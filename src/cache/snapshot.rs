//! Snapshot Module
//!
//! Persisted form of a cache: its entries, their timestamps and a format tag.

use chrono::{DateTime, Utc};
use serde::de::DeserializeOwned;
use serde::{Deserialize, Serialize};

/// Format tag written into every snapshot. Loaders skip any other tag.
pub const FORMAT_VERSION: &str = "0.1";

// == Snapshot ==
/// Serialized `(entries, timestamps, version)` triple.
///
/// Pairs are stored as lists rather than maps so keys need not be strings.
#[derive(Debug, Clone, PartialEq, Serialize, Deserialize)]
pub struct Snapshot<K, V> {
    pub entries: Vec<(K, V)>,
    pub timestamps: Vec<(K, DateTime<Utc>)>,
    pub version: String,
}

impl<K, V> Snapshot<K, V>
where
    K: Serialize,
    V: Serialize,
{
    /// Encodes the snapshot as JSON bytes.
    pub fn to_bytes(&self) -> serde_json::Result<Vec<u8>> {
        serde_json::to_vec(self)
    }
}

/// Format tag of an encoded snapshot.
///
/// Decodes only the `version` field, so payloads of any shape can be checked
/// before their entries are decoded.
///
/// # Errors
/// Fails when `bytes` is not a JSON object carrying a string `version`.
pub fn peek_version(bytes: &[u8]) -> serde_json::Result<String> {
    #[derive(Deserialize)]
    struct Header {
        version: String,
    }

    let header: Header = serde_json::from_slice(bytes)?;
    Ok(header.version)
}

impl<K, V> Snapshot<K, V>
where
    K: DeserializeOwned,
    V: DeserializeOwned,
{
    /// Decodes a snapshot from JSON bytes.
    pub fn from_bytes(bytes: &[u8]) -> serde_json::Result<Self> {
        serde_json::from_slice(bytes)
    }
}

┄┄┄┄┄┄

• **YOUR GOAL**
Lines that contain "their" are the result; find them in the entries above and copy each one.

• **WRITTEN SOLUTION**
//! Persisted form of a cache: its entries, their timestamps and a format tag.
/// before their entries are decoded.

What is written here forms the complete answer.